Conference to focus on disaster management and mass casualty evacuation events.

Israeli soldiers from the Home Front Command stand on rubble as they take part in an earthquake drill in Holon, near Tel Aviv October 21, 2012 (photo credit: REUTERS/NIR ELIAS)
Israeli soldiers from the Home Front Command stand on rubble as they take part in an earthquake drill in Holon, near Tel Aviv October 21, 2012
(photo credit: REUTERS/NIR ELIAS)
Dozens of top medical practitioners are expected to attend the third annual IsCREAM international medical conference focusing on dilemmas in disaster management and mass casualty evacuations following natural disasters.
Organized by the 669 “Cat” alumni association, the conference on May 21 at Oshiland in Kfar Saba is expecting over 400 people to attend including medical personnel from the IDF, United Hatzalah, MDA, civilian rescue units as well as firefighters and more.
The conference this year will focus on dilemmas in disaster medicine and management in both the military and civilian worlds, Prof. Ari Shamiss, the Chairman of the Scientific Committee of the association and and CEO of Assuta Medical Centers told The Jerusalem Post on Wednesday.
Innovation, command decisions, reference scenarios and the cooperation between authorities during evacuation and emergency treatment will also be discussed at the conference.
One panel, Shammis told The Post, of the conference will focus on the preparation, planning and response to mass casualty events such as an earthquake in Israel and how the country will react.
A 2016 report by Israel’s Foreign Affairs and Defense Committee’s Home-Front Readiness Subcommittee found that if Israel were to be struck by a 7.5 magnitude earthquake, an estimated 7,000 people would be killed, another 8,600 injured and 377,000 expected to be left homeless.  In addition, the country could face damages of up to NIS 200 billion.
In addition to buildings being destroyed, the damage to critical infrastructures such as electricity, water and communication is expected to be great.
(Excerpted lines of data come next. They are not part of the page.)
#![allow(dead_code)]

use std::collections::BTreeMap;
use std::path::PathBuf;

use runjob::config::{ConfigFile, ConfigSection, JobSpec, RawConfigFile};

/// Builder for `ConfigFile` to simplify test setup.
pub struct ConfigFileBuilder {
    config: RawConfigFile,
}

impl ConfigFileBuilder {
    pub fn new() -> Self {
        Self {
            config: RawConfigFile {
                config: ConfigSection::default(),
                job: BTreeMap::new(),
            },
        }
    }

    pub fn with_job(mut self, name: &str, job: JobSpec) -> Self {
        self.config.job.insert(name.to_string(), job);
        self
    }

    pub fn with_docker_config(mut self, path: impl Into<PathBuf>) -> Self {
        self.config.config.docker_config = Some(path.into());
        self
    }

    pub fn build(self) -> ConfigFile {
        ConfigFile::try_from(self.config).expect("Failed to build valid config from builder")
    }
}

impl Default for ConfigFileBuilder {
    fn default() -> Self {
        Self::new()
    }
}

/// Builder for `JobSpec`.
pub struct JobSpecBuilder {
    job: JobSpec,
}

impl JobSpecBuilder {
    /// A job that creates a container from `image` and runs `command` in it.
    pub fn image(image: &str, command: &str) -> Self {
        Self {
            job: JobSpec {
                image: Some(image.to_string()),
                ..JobSpec::new(command)
            },
        }
    }

    /// A job that starts the existing container `container`.
    pub fn container(container: &str) -> Self {
        Self {
            job: JobSpec {
                container: Some(container.to_string()),
                ..JobSpec::default()
            },
        }
    }

    pub fn user(mut self, user: &str) -> Self {
        self.job.user = user.to_string();
        self
    }

    pub fn tty(mut self, tty: bool) -> Self {
        self.job.tty = tty;
        self
    }

    pub fn delete(mut self, delete: bool) -> Self {
        self.job.delete = delete;
        self
    }

    pub fn network(mut self, network: &str) -> Self {
        self.job.network = Some(network.to_string());
        self
    }

    pub fn volumes(mut self, volumes: &str) -> Self {
        self.job.volumes = Some(volumes.to_string());
        self
    }

    pub fn env(mut self, env: &str) -> Self {
        self.job.env = Some(env.to_string());
        self
    }

    pub fn env_files(mut self, files: &str) -> Self {
        self.job.env_files = Some(files.to_string());
        self
    }

    pub fn build(self) -> JobSpec {
        self.job
    }
}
According to Israel’s National Emergency Authority, there are 80,000 buildings, including schools and hospitals, over three stories high that were built before 1980, and not constructed to current standards.
Since the complication of the report, several steps have been taken to improve the country’s readiness. But, there is still much to learn and the conference is the only conference of its kind in Israel which allows for all the rescue and evacuation bodies in the country to come together under one roof.
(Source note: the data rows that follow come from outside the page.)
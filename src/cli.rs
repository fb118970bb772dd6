// src/cli.rs

//! CLI argument parsing using `clap`.

use clap::{Parser, ValueEnum};

/// Command-line arguments for `runjob`.
#[derive(Debug, Clone, Parser)]
#[command(
    name = "runjob",
    version,
    about = "Run jobs in Docker containers and report how they ended.",
    long_about = None
)]
pub struct CliArgs {
    /// Path to the job file (TOML).
    ///
    /// Default: `Runjob.toml` in the current working directory.
    #[arg(long, value_name = "PATH", default_value = "Runjob.toml")]
    pub config: String,

    /// Run only the named job. May be repeated; default is every job.
    #[arg(long = "job", value_name = "NAME")]
    pub jobs: Vec<String>,

    /// Logging level (error, warn, info, debug, trace).
    ///
    /// If omitted, `RUNJOB_LOG` or a default level will be used.
    #[arg(long, value_enum, value_name = "LEVEL")]
    pub log_level: Option<LogLevel>,

    /// Parse + validate and print the jobs, but don't run anything.
    #[arg(long)]
    pub dry_run: bool,
}

/// Log level as exposed on the CLI.
#[derive(Debug, Copy, Clone, ValueEnum)]
pub enum LogLevel {
    Error,
    Warn,
    Info,
    Debug,
    Trace,
}

/// Convenience wrapper around `CliArgs::parse()`.
pub fn parse() -> CliArgs {
    CliArgs::parse()
}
“Israel is very involved in disaster medicine across the world,” Shamiss said, pointing to the Israeli delegation which took part in rescue operations in Brazil following the January collapse of a dam which killed close to 200 people. The disaster in Brazil will also be discussed during the conference, Shamiss said.
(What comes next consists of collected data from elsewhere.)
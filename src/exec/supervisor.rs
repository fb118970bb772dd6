// src/exec/supervisor.rs

//! Start a container and wait for it to stop.
//!
//! ```text
//! Starting -> Running -> Succeeded | KilledOrUnexpected | FailedWithCode(n) | TimedOut
//! ```
//!
//! Waiting is a poll loop: sleep one interval, add it to the elapsed total,
//! give up with `TimedOut` once the total exceeds the ceiling, otherwise
//! inspect the container. Sleeping goes through tokio's timer, so tests can
//! drive the loop under paused time.
//!
//! The ceiling is a hard safety bound against runaway containers, not a
//! per-job timeout. Inspect failures are never retried: they abort
//! supervision as `PollInfra` errors.

use std::time::Duration;

use tokio_util::sync::CancellationToken;
use tracing::{debug, info, trace};

use crate::container::ContainerEngine;
use crate::errors::{Result, RunJobError};
use crate::types::{ContainerHandle, ExecutionOutcome};

/// Time between two inspections of a running container.
pub const POLL_INTERVAL: Duration = Duration::from_millis(100);

/// Longest a supervised container may run before it is reported as timed out.
pub const MAX_RUNNING_TIME: Duration = Duration::from_secs(24 * 60 * 60);

/// Poll interval and ceiling used by the supervisor.
///
/// Job definitions cannot change these. `Default` is the fixed production
/// pair; tests substitute a shorter one.
#[derive(Debug, Clone, Copy, PartialEq, Eq)]
pub struct SupervisorSettings {
    pub poll_interval: Duration,
    pub ceiling: Duration,
}

impl Default for SupervisorSettings {
    fn default() -> Self {
        Self {
            poll_interval: POLL_INTERVAL,
            ceiling: MAX_RUNNING_TIME,
        }
    }
}

pub struct Supervisor<'a> {
    engine: &'a dyn ContainerEngine,
    settings: SupervisorSettings,
}

impl<'a> Supervisor<'a> {
    pub fn new(engine: &'a dyn ContainerEngine, settings: SupervisorSettings) -> Self {
        Self { engine, settings }
    }

    /// Start the container and wait for its terminal outcome.
    ///
    /// A start failure leaves the container in place for inspection.
    pub async fn supervise(
        &self,
        handle: &ContainerHandle,
        cancel: &CancellationToken,
    ) -> Result<ExecutionOutcome> {
        self.start(handle).await?;
        self.watch(handle, cancel).await
    }

    pub async fn start(&self, handle: &ContainerHandle) -> Result<()> {
        self.engine
            .start_container(&handle.id)
            .await
            .map_err(|source| RunJobError::Start {
                container: handle.id.clone(),
                source,
            })?;

        info!(container = %handle.id, "container started");
        Ok(())
    }

    /// Poll until the container stops, the ceiling passes, or `cancel` fires.
    pub async fn watch(
        &self,
        handle: &ContainerHandle,
        cancel: &CancellationToken,
    ) -> Result<ExecutionOutcome> {
        let mut elapsed = Duration::ZERO;

        loop {
            tokio::select! {
                _ = cancel.cancelled() => {
                    info!(container = %handle.id, ?elapsed, "supervision cancelled");
                    return Err(RunJobError::Cancelled {
                        container: handle.id.clone(),
                    });
                }
                _ = tokio::time::sleep(self.settings.poll_interval) => {}
            }
            elapsed += self.settings.poll_interval;

            if elapsed > self.settings.ceiling {
                info!(
                    container = %handle.id,
                    ceiling = ?self.settings.ceiling,
                    "container exceeded maximum running time"
                );
                return Ok(ExecutionOutcome::TimedOut);
            }

            let status = self
                .engine
                .inspect_container(&handle.id)
                .await
                .map_err(|source| RunJobError::PollInfra {
                    container: handle.id.clone(),
                    source,
                })?;

            if status.running {
                trace!(container = %handle.id, ?elapsed, "container still running");
                continue;
            }

            let outcome = ExecutionOutcome::from_exit_code(status.exit_code);
            debug!(
                container = %handle.id,
                exit_code = status.exit_code,
                ?elapsed,
                %outcome,
                "container stopped"
            );
            return Ok(outcome);
        }
    }
}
The conference will also be attended by Dr. Homer Tien, head of trauma surgery at Toronto's Sunnybrook Health Sciences Centre and an army colonel, who will be giving the keynote lecture on Airborne Management of Mass Casualty Incidents in Ontario, Canada.
According to Shamiss, the “Cat” alumni association which has some 4,500 registered members, works as a link between all of the unit veterans in order to maximize the impact of human capital embodied in them for the better good of themselves, the unit and society.
The association also gives grants to 669 veterans who want to study, helps veterans find work and works with startups for technology for pre-hospital management by raising funds and accelerating the start up using the knowledge of the 669 veterans.
The nonprofit alumni association also teaches courses to train Israelis in the proper procedures for medical emergencies, both while travelling in Israel or abroad as well as works to raise the motivation for a meaningful service among Israeli youth and to honor of the Unit's fallen soldiers.
The IDF’s elite Airborne Combat, Search and Rescue Unit 669 is one of the four special forces of the IDF with only 30 graduating the 18 month course out of 1200 cadets who try out for the unit. During the 18 month course soldiers are trained in combat medicine, parachuting, scuba diving, counter-terrorism, rappelling, rescue under harsh conditions, navigation, and the commanders’ course. Soldiers in Unit 669 sign on for an extra 16 months of service on top of their mandatory 30 months.
Formed in 1974 following the Yom Kippur war and initially charged with extracting Israeli pilots who were shot down in enemy territory, it later began undertaking rescue missions of Special Force soldiers as well as injured or stranded Israelis, both at home and abroad.
In the 45 years since the unit was formed, it has rescued over 10,000 people across Israel and the world, receiving several IDF chief of staff commendations for their work.